As healthcare costs rise, more patients are shouldering increased self-pay responsibility, including higher deductibles, premiums, and copays. This rise in the number of self-pay payments has become a major concern for providers and physicians as self-pay patients default at a rate of 30% or more. Optimizing your revenue cycle management to include a more strategic, proactive focus on addressing self-pay payments can help reduce your overall bad debt and reduce costs associated with collections or write offs. Here’s seven tips to get you started:
- Focus on pre-service initiatives
Pre-service is the easiest and most cost-effective time to collect patient information and identify alternative payment sources. Always verify patient information upon check-in. Even if information was verified when scheduling the appointment, patient information changes rapidly. Without the proper information in your system, payment follow-up becomes much more difficult and costly to manage.
Asking the right questions in the pre-registration process can help you screen for patients eligible for charity care, which many patients don’t know about. Investments in eligibility verification can help further identify insurance coverage like Medicaid and Medicare that patients may not be aware they qualify for, reducing their self-pay balance.
- Revisit your patient communications
Revising your patient communications—both service and bill reminders—so they’re easier for patients to understand the charges and when payment is due can increase the likelihood of payment. Keep in mind: there have been nearly 20 million people newly insured since 2010. Many of these have had limited access to healthcare previously, so they’re unfamiliar with the terminology and payment process.
- Consider billing and payment consolidation
When applicable for their facility, more providers are offering consolidated bills that capture services performed by the lab, the physician, and the hospital on one statement. Giving all service and payment info at once increases understanding of what’s owed and makes repayment easier for patients and their families to track and budget for.

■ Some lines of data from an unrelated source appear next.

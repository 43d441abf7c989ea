use crate::db;
use actix_web::http::header::ContentType;
use actix_web::http::StatusCode;
use actix_web::{HttpResponse, ResponseError};
use log::error;
use thiserror::Error;

/// Failures a review handler can surface to the client.
#[derive(Error, Debug)]
pub enum ServiceError {
    #[error("Review not found")]
    NotFound,

    #[error("Invalid rating: {0:?}")]
    InvalidRating(String),

    #[error("Title must be at most 60 characters, got {0}")]
    TitleTooLong(usize),

    #[error(transparent)]
    Database(#[from] db::Error),
}

impl ResponseError for ServiceError {
    fn status_code(&self) -> StatusCode {
        match self {
            ServiceError::NotFound => StatusCode::NOT_FOUND,
            ServiceError::InvalidRating(_) | ServiceError::TitleTooLong(_) => {
                StatusCode::BAD_REQUEST
            }
            ServiceError::Database(_) => StatusCode::INTERNAL_SERVER_ERROR,
        }
    }

    fn error_response(&self) -> HttpResponse {
        let body = match self {
            ServiceError::Database(e) => {
                error!("{}", e);
                "Internal server error".to_string()
            }
            other => other.to_string(),
        };
        HttpResponse::build(self.status_code())
            .content_type(ContentType::plaintext())
            .body(body)
    }
}
use serde::{Deserialize, Serialize};
use std::num::ParseIntError;

#[derive(Clone, Debug, Deserialize, Serialize)]
/// Form body posted by the create and edit pages.
///
/// `rating` is kept as raw text so the handler decides when coercion happens.
pub struct ReviewForm {
    pub title: String,
    pub text: String,
    pub rating: String,
}

impl ReviewForm {
    /// Coerces the submitted rating to an integer.
    pub fn rating(&self) -> Result<i64, ParseIntError> {
        self.rating.trim().parse()
    }
}
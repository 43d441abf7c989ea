//! Server settings, read from command-line flags with environment fallbacks.

use clap::Parser;
use std::path::PathBuf;

/// Ghibli movie review server
#[derive(Parser, Debug, Clone)]
#[command(name = "movie-reviews")]
#[command(author, version, about, long_about = None)]
pub struct Config {
    /// Address to bind
    #[arg(long, env = "REVIEWS_HOST", default_value = "127.0.0.1")]
    pub host: String,

    /// Port to bind
    #[arg(long, env = "REVIEWS_PORT", default_value_t = 5000)]
    pub port: u16,

    /// SQLite file holding the reviews (`:memory:` for a throwaway store)
    #[arg(long, env = "REVIEWS_DATABASE", default_value = "thereviews.db")]
    pub database: PathBuf,

    /// Directory served under `/static`
    #[arg(long, env = "REVIEWS_STATIC_DIR", default_value = "static")]
    pub static_dir: PathBuf,
}

impl Config {
    pub fn url(&self) -> String {
        format!("http://{}:{}", self.host, self.port)
    }
}
use serde::{Deserialize, Serialize};

/// Longest title the `thereviews` table is declared to hold.
pub const TITLE_MAX_LEN: usize = 60;

/// A single movie review as stored in the `thereviews` table.
///
/// `id` is assigned by the store on insert and never changes afterwards.
/// `rating` is expected to be in `1..=5` but is not constrained by the store.
#[derive(Clone, Debug, PartialEq, Eq, Serialize, Deserialize)]
pub struct Review {
    pub id: i64,
    pub title: String,
    pub text: String,
    pub rating: i64,
}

- Take a page from the retail industry
Retailers are highly consumer-focused, bringing in technologies and processes that consumers crave and appreciate. Healthcare providers can do the same. Accepting online payments makes repayment more convenient than trying to find their checkbook and a stamp. Giving patients online portals where they can access all their lab, physician, and hospital records—as well as their statements and payment history—in one place can make the self-pay patient feel more empowered.
- Make pre-service estimates a priority
Nine in ten consumers want to know payment responsibility upfront. Medical costs can often surprise patients, especially as costs to serve and insurance eligibility fluctuates. To bolster the effectiveness, you can also offer the patient a payment schedule in advance with the estimate. When they know what they’ll be expected to pay and when, the patient can plan ahead and ensure they have the proper funds available when the bill comes due.
- Look into service deposits
If you make the switch to pre-service estimates, you may also want to consider a deposit program. Requiring a 25-50% deposit before point-of-service encourages patients to keep their appointments and lessens the repayment burden afterwards. It can also help offset the financial strain your practice feels when 100% of the bill goes unpaid.
- Send past due accounts to collections
Recovering self-pay balances without tarnishing the patient relationship requires specific expertise most billing departments don’t have. Collection agencies are trained to identify alternative sources for payment and can dedicate the time to educating the patient on their bill, increasing the likelihood of payment to your facility next time. By outsourcing self-pay collections early (0-90 days), the collection agency can reach out to the patient in your name (commonly called first-party recovery) for a soft-touch collections call.
Managing your self-pay payments boils down to better communication and more proactive engagement with your patients. The easier you can make the repayment process and the clearer you can be when notifying patients of services and costs will help increase the likelihood of on-time repayment.